### [REQUIRED ACTION]
Report every line of the records that contains the word "Paragraph".
DATA PROVIDED: Begin
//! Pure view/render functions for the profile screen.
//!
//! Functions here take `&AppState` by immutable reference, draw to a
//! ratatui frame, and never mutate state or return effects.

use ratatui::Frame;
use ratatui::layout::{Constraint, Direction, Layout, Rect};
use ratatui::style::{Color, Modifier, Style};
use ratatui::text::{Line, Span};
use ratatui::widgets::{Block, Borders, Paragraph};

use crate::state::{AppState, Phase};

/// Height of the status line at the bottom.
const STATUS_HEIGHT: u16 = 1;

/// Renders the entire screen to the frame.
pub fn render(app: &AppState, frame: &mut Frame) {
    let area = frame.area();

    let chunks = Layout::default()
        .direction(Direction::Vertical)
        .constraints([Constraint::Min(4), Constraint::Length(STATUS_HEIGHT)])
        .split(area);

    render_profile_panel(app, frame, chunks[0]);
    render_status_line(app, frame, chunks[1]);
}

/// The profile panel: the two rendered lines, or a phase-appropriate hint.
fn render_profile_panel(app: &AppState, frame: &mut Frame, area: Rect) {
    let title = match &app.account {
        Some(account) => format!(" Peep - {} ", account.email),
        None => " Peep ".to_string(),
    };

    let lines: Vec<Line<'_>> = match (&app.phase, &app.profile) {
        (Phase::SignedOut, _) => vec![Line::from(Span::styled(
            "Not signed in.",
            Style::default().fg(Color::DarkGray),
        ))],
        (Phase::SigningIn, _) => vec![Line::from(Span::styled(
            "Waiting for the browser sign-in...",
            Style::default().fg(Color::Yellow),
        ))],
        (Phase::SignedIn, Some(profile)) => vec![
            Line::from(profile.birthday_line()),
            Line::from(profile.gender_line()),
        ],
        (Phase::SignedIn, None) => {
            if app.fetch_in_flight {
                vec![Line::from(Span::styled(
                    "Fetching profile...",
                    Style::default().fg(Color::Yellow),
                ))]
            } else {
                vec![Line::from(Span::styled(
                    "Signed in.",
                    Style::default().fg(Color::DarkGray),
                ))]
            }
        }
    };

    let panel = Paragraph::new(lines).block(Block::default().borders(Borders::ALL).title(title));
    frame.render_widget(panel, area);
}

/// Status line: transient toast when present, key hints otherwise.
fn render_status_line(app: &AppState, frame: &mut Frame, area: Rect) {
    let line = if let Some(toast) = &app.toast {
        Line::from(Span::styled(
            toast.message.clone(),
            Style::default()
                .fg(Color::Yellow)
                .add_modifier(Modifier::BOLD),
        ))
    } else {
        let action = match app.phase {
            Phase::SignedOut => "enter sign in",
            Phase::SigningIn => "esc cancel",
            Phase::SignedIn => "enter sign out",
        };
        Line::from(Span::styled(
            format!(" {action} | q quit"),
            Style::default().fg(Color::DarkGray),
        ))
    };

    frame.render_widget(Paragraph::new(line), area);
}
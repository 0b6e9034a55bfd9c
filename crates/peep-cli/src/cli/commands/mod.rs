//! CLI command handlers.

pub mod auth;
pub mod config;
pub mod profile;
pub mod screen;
DATA PROVIDED: End
### [REPLY TO THE TASK]
use ratatui::widgets::{Block, Borders, Paragraph};
    let panel = Paragraph::new(lines).block(Block::default().borders(Borders::ALL).title(title));
    frame.render_widget(Paragraph::new(line), area);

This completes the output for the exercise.